TASK DATA:
<<<<

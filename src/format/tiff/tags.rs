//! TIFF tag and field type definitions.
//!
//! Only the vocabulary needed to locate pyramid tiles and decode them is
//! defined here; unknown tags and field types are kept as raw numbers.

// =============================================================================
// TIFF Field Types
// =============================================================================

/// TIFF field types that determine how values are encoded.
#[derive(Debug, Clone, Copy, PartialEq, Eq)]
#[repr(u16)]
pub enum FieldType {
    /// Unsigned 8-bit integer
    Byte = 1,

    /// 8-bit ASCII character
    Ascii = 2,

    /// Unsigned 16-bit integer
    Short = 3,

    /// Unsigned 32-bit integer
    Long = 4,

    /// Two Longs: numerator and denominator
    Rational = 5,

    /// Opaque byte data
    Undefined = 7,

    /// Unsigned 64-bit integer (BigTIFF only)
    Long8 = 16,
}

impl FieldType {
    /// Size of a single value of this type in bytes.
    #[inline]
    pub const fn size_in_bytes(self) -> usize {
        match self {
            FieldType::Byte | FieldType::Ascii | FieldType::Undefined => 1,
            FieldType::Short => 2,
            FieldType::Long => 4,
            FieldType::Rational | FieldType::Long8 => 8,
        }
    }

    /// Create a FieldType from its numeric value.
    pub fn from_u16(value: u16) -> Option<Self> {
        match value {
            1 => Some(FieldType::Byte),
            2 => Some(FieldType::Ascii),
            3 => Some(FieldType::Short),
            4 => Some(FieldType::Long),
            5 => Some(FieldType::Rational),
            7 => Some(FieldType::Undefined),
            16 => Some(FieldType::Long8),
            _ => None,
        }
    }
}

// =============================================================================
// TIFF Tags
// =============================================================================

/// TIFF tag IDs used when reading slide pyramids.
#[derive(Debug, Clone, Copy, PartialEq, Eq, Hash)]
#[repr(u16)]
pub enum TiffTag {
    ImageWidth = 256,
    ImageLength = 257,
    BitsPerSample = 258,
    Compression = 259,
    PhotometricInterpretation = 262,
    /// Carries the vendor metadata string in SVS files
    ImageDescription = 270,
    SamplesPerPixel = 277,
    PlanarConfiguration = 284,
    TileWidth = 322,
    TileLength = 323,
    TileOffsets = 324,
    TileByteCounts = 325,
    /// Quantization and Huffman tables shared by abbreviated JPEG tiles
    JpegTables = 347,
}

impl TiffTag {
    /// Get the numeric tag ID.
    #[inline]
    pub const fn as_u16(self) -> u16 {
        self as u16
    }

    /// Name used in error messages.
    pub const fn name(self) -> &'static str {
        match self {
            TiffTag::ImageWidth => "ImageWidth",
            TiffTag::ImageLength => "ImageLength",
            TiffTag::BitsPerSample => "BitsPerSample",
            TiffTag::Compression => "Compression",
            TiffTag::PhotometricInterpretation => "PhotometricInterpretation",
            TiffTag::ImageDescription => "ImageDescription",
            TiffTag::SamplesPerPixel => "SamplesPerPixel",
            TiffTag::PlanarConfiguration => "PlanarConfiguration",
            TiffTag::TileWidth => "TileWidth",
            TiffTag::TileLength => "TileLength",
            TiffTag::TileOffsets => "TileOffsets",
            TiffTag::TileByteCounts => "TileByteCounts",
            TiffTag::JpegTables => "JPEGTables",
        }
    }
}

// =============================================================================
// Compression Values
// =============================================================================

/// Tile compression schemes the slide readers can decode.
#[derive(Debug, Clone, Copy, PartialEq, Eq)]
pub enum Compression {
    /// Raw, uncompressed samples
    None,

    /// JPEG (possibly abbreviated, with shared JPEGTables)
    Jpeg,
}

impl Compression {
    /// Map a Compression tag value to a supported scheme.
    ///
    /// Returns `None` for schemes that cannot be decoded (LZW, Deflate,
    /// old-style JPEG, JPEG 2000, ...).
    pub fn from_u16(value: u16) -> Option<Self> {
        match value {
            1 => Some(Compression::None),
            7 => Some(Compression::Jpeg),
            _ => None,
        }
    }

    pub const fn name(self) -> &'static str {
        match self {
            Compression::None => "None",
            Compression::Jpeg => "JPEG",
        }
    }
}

>>>>

TASK BRIEF: Search the entries for the word "BitsPerSample" and pick out every line that holds it.

YOUR SOLUTION:
    BitsPerSample = 258,
            TiffTag::BitsPerSample => "BitsPerSample",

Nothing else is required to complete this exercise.